Tutorial:How does certainty of beta estimation changes with sample size?

12 Feb, 2020 · by Alvaro Aguado · Read in about 12 min · (2399 Words)
Easy Regression Least Squares

Linear Regression

We first simulate data to see how to see how to calculate beta (slope) and alpha (constant) coefficients. We use a sampling method from a multivariate normal distribution with mean [0,0] and some covariance between independent variable x and target variable y.

# Import Libraries 
import numpy as np
import matplotlib.pyplot as plt

m = range(0,10000) # Datasets
n = 100 # number of points
sigx = .3 # Standard deviation x
sigy = .9 # Standard deviation y
rho = .1 # Pearson rho correlation used to show level of linear dependence

# generate data 
mu = np.array([0.,0.]) 
cov = np.array([[sigx*sigx,rho*sigx*sigy],[rho*sigx*sigy,sigy*sigy]]) 

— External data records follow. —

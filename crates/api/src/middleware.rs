use std::time::Instant;

use axum::{extract::Request, middleware::Next, response::Response};

/// Log one line per request with its status and latency.
pub async fn trace_requests(req: Request, next: Next) -> Response {
    let method = req.method().clone();
    let path = req.uri().path().to_string();
    let started = Instant::now();

    let res = next.run(req).await;

    tracing::info!(
        %method,
        path = %path,
        status = res.status().as_u16(),
        elapsed_ms = started.elapsed().as_millis() as u64,
        "request completed"
    );
    res
}
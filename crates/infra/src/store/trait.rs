use std::sync::Arc;

use async_trait::async_trait;
use thiserror::Error;

use warehouse_core::{ArticleId, ProductId};
use warehouse_inventory::{Article, BomLine, Product, ProductWithStock};

/// Store operation error.
///
/// These are **infrastructure errors** as opposed to domain errors (validation).
/// `ArticleNotFound` is kept apart from generic database failures so callers can
/// report a dangling bill-of-materials reference as a not-found condition.
#[derive(Debug, Clone, PartialEq, Eq, Error)]
pub enum StoreError {
    #[error("article not found: {0}")]
    ArticleNotFound(ArticleId),

    #[error("database error in {operation}: {message}")]
    Database {
        operation: &'static str,
        message: String,
    },
}

impl StoreError {
    pub fn database(operation: &'static str, message: impl Into<String>) -> Self {
        Self::Database {
            operation,
            message: message.into(),
        }
    }
}

/// Raw article records.
#[async_trait]
pub trait ArticleStore: Send + Sync {
    /// Upsert every article by id; name and stock are overwritten.
    ///
    /// The batch is all-or-nothing.
    async fn create_or_update_articles(&self, articles: &[Article]) -> Result<(), StoreError>;

    async fn get_article(&self, id: &ArticleId) -> Result<Option<Article>, StoreError>;

    /// All articles, ordered by id.
    async fn list_articles(&self) -> Result<Vec<Article>, StoreError>;
}

/// Product records and their bills of materials.
#[async_trait]
pub trait ProductStore: Send + Sync {
    /// Upsert every product by id, replacing its bill of materials.
    ///
    /// Fails with [`StoreError::ArticleNotFound`] if any line references an
    /// unknown article; in that case nothing from the batch is persisted.
    async fn create_or_update_products(&self, products: &[Product]) -> Result<(), StoreError>;

    async fn get_product(&self, id: &ProductId) -> Result<Option<Product>, StoreError>;

    /// Every product with its available units, computed from one consistent
    /// view of article stock. Ordered by product id.
    async fn get_all_products(&self) -> Result<Vec<ProductWithStock>, StoreError>;
}

/// One atomic sale unit.
///
/// Decrements are invisible to other readers until `commit`. Dropping the
/// transaction without committing discards them.
#[async_trait]
pub trait SaleTransaction: Send {
    /// Bill of materials of a product, or `None` if the product is unknown.
    async fn bill_of_materials(
        &mut self,
        product_id: &ProductId,
    ) -> Result<Option<Vec<BomLine>>, StoreError>;

    /// Decrement `article_id` by `amount` only if its stock is at least `amount`.
    ///
    /// Returns `false` (and changes nothing) when stock is insufficient or the
    /// article does not exist. Check and decrement are one atomic step.
    async fn decrement_stock_if_available(
        &mut self,
        article_id: &ArticleId,
        amount: i64,
    ) -> Result<bool, StoreError>;

    async fn commit(&mut self) -> Result<(), StoreError>;

    async fn rollback(&mut self) -> Result<(), StoreError>;
}

/// Entry point for sale transactions.
#[async_trait]
pub trait SaleStore: Send + Sync {
    async fn begin_sale(&self) -> Result<Box<dyn SaleTransaction>, StoreError>;
}

/// The full capability set plus connection lifecycle.
#[async_trait]
pub trait WarehouseStore: ArticleStore + ProductStore + SaleStore {
    /// Check the store is reachable.
    async fn ping(&self) -> Result<(), StoreError>;

    /// Release connections. Later calls fail.
    async fn close(&self);
}

#[async_trait]
impl<S> ArticleStore for Arc<S>
where
    S: ArticleStore + ?Sized,
{
    async fn create_or_update_articles(&self, articles: &[Article]) -> Result<(), StoreError> {
        (**self).create_or_update_articles(articles).await
    }

    async fn get_article(&self, id: &ArticleId) -> Result<Option<Article>, StoreError> {
        (**self).get_article(id).await
    }

    async fn list_articles(&self) -> Result<Vec<Article>, StoreError> {
        (**self).list_articles().await
    }
}

#[async_trait]
impl<S> ProductStore for Arc<S>
where
    S: ProductStore + ?Sized,
{
    async fn create_or_update_products(&self, products: &[Product]) -> Result<(), StoreError> {
        (**self).create_or_update_products(products).await
    }

    async fn get_product(&self, id: &ProductId) -> Result<Option<Product>, StoreError> {
        (**self).get_product(id).await
    }

    async fn get_all_products(&self) -> Result<Vec<ProductWithStock>, StoreError> {
        (**self).get_all_products().await
    }
}

#[async_trait]
impl<S> SaleStore for Arc<S>
where
    S: SaleStore + ?Sized,
{
    async fn begin_sale(&self) -> Result<Box<dyn SaleTransaction>, StoreError> {
        (**self).begin_sale().await
    }
}

#[async_trait]
impl<S> WarehouseStore for Arc<S>
where
    S: WarehouseStore + ?Sized,
{
    async fn ping(&self) -> Result<(), StoreError> {
        (**self).ping().await
    }

    async fn close(&self) {
        (**self).close().await
    }
}
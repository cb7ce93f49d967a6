use std::sync::Arc;
use std::time::Duration;

use anyhow::Context;
use tokio_util::sync::CancellationToken;

use warehouse_infra::{
    Credentials, InMemoryWarehouseStore, OperationContext, PostgresWarehouseStore,
    WarehouseConfig, WarehouseService, WarehouseStore,
};

/// Store shared by every request, chosen at startup.
pub type SharedStore = Arc<dyn WarehouseStore>;

#[derive(Clone)]
pub struct AppServices {
    warehouse: WarehouseService<SharedStore>,
    request_timeout: Duration,
    shutdown: CancellationToken,
}

impl AppServices {
    pub fn new(store: SharedStore, request_timeout: Duration) -> Self {
        Self {
            warehouse: WarehouseService::new(store),
            request_timeout,
            shutdown: CancellationToken::new(),
        }
    }

    /// In-memory services with the default request timeout.
    pub fn in_memory() -> Self {
        Self::new(
            Arc::new(InMemoryWarehouseStore::new()),
            WarehouseConfig::default().http.timeout,
        )
    }

    pub fn warehouse(&self) -> &WarehouseService<SharedStore> {
        &self.warehouse
    }

    /// Context for one request: the configured timeout, cancelled on forced shutdown.
    pub fn request_context(&self) -> OperationContext {
        OperationContext::background()
            .with_token(self.shutdown.child_token())
            .timeout(self.request_timeout)
    }

    /// Abort every in-flight request.
    pub fn cancel_in_flight(&self) {
        self.shutdown.cancel();
    }

    pub async fn close(&self) {
        self.warehouse.close().await;
    }
}

/// Build services from configuration.
///
/// `USE_PERSISTENT_STORES=true` selects Postgres; otherwise state lives in memory.
pub async fn build_services(config: &WarehouseConfig) -> anyhow::Result<AppServices> {
    if config.use_persistent_stores {
        tracing::info!(
            host = %config.postgres.host,
            database = %config.postgres.database,
            "using persistent Postgres store"
        );
        build_persistent_services(config).await
    } else {
        tracing::info!("using in-memory store");
        Ok(AppServices::new(
            Arc::new(InMemoryWarehouseStore::new()),
            config.http.timeout,
        ))
    }
}

async fn build_persistent_services(config: &WarehouseConfig) -> anyhow::Result<AppServices> {
    let credentials = Credentials::load(&config.postgres.credentials_file)
        .context("loading Postgres credentials")?;

    let store = PostgresWarehouseStore::connect(&config.postgres, &credentials)
        .await
        .context("connecting to Postgres")?;
    store.migrate().await.context("applying schema")?;

    Ok(AppServices::new(Arc::new(store), config.http.timeout))
}
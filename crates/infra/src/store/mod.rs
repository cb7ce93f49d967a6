//! Persistent store boundary.
//!
//! The warehouse service talks to storage only through the small capability
//! traits in [`r#trait`]; the in-memory store doubles for Postgres in tests.

pub mod in_memory;
pub mod postgres;
pub mod r#trait;

pub use in_memory::InMemoryWarehouseStore;
pub use postgres::PostgresWarehouseStore;
pub use r#trait::{
    ArticleStore, ProductStore, SaleStore, SaleTransaction, StoreError, WarehouseStore,
};
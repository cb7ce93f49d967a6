//! Entity trait: identity + continuity across state changes.

/// Entity marker + minimal interface.
///
/// Stores key their rows by `id()`, which is what makes upserts idempotent:
/// writing the same entity twice replaces the row instead of adding one.
pub trait Entity {
    /// Strongly-typed entity identifier.
    type Id: Clone + Eq + Ord + core::hash::Hash + core::fmt::Debug;

    /// Returns the entity identifier.
    fn id(&self) -> &Self::Id;
}
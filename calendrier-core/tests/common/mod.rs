//! Shared helpers for calendar store integration tests

#![allow(dead_code)]

use std::sync::Arc;

use calendrier_core::store::FileBackend;
use calendrier_core::{AggregateStore, EventDraft, PartitionKey, PartitionService};

pub fn memory_store() -> Arc<AggregateStore> {
    Arc::new(AggregateStore::in_memory())
}

/// File-backed store in a fresh temp dir. Keep the `TempDir` alive for the test.
pub fn file_store() -> (Arc<AggregateStore>, tempfile::TempDir) {
    let dir = tempfile::tempdir().expect("tempdir");
    let store = AggregateStore::new(FileBackend::new(dir.path().join("calendar.json")));
    (Arc::new(store), dir)
}

pub fn services(store: &Arc<AggregateStore>) -> [PartitionService; 3] {
    PartitionKey::ALL.map(|key| PartitionService::new(store.clone(), key))
}

pub fn draft(n: usize) -> EventDraft {
    EventDraft::new(
        &format!("2025-09-{:02}", n % 28 + 1),
        &format!("Événement {n}"),
        &format!("Description {n}"),
    )
}
//! Singleton pattern to ensure only one server owns a calendar file.

use anyhow::{Context, Result};
use fs2::FileExt;
use std::fs::{self, File};
use std::path::{Path, PathBuf};

/// A lock guard that releases the lock when dropped
pub struct LockGuard {
    _file: File,
}

/// `calendar.json` is guarded by `calendar.json.lock` in the same directory
fn lock_path(data_path: &Path) -> Result<PathBuf> {
    if let Some(dir) = data_path.parent().filter(|p| !p.as_os_str().is_empty()) {
        fs::create_dir_all(dir)
            .with_context(|| format!("Failed to create data directory {}", dir.display()))?;
    }

    let mut name = data_path.as_os_str().to_owned();
    name.push(".lock");
    Ok(PathBuf::from(name))
}

/// Acquire an exclusive lock on the calendar file, failing if another
/// server already holds it
pub fn acquire_lock(data_path: &Path) -> Result<LockGuard> {
    let path = lock_path(data_path)?;
    let file = File::create(&path).context("Failed to create lock file")?;

    file.try_lock_exclusive().map_err(|_| {
        anyhow::anyhow!(
            "Another calendrier-server instance is already using {}.\n\
            If you believe this is an error, remove: {}",
            data_path.display(),
            path.display()
        )
    })?;

    Ok(LockGuard { _file: file })
}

data = np.random.multivariate_normal(mu,cov,n) # Sample data 

x = data[:,0]
y = data[:,1]

# fit the model 
covmat = np.cov(x,y) # covariance matrix
# cov of x,y is also estimated as rho(x,y)*sigma(x)*sigma(y)

# best fit parameters 
betahat = covmat[0,1]/covmat[0,0] # covariance x,y divided by variance x
alphahat = np.mean(y) - betahat*np.mean(x) 

# plot best fit model 
xvals = np.linspace(-1,1,150)
yvals = betahat*xvals + alphahat  

# Plot distribution density map
plt.figure()
plt.hist2d(x,y)

## (array([[0., 0., 3., 0., 0., 1., 0., 0., 0., 0.],
##        [0., 0., 1., 0., 0., 0., 1., 0., 0., 0.],
##        [0., 1., 0., 0., 2., 1., 1., 1., 0., 0.],
##        [0., 0., 0., 1., 2., 0., 1., 2., 0., 0.],
##        [0., 0., 3., 6., 3., 2., 1., 0., 0., 1.],
##        [2., 1., 6., 2., 1., 3., 4., 0., 2., 0.],
##        [0., 0., 3., 3., 2., 2., 1., 2., 2., 0.],
##        [0., 0., 0., 2., 1., 0., 1., 3., 1., 1.],
##        [0., 1., 0., 1., 4., 3., 2., 0., 3., 0.],
##        [0., 0., 1., 0., 1., 1., 3., 0., 1., 0.]]), array([-0.75887284, -0.62767179, -0.49647074, -0.36526969, -0.23406864,
##        -0.1028676 ,  0.02833345,  0.1595345 ,  0.29073555,  0.4219366 ,
##         0.55313765]), array([-1.73772901, -1.3580218 , -0.9783146 , -0.5986074 , -0.2189002 ,
##         0.16080701,  0.54051421,  0.92022141,  1.29992862,  1.67963582,
##         2.05934302]), <matplotlib.collections.QuadMesh object at 0x000000002EAA8E80>)

plt.show()

# Plot data points + Regression

plt.figure()
plt.plot(x,y,'bx')
plt.plot(xvals,yvals,'r-')
plt.show()

Problem 1:

Plot histogram of these values and comment on its shape. How does this histogram change as you change n and rho? Interpret the results

Let’s first define a function that takes the innitial inputs and calculates beta several (m) times. We then store this list of betas to analyze the effect of changing n and rho.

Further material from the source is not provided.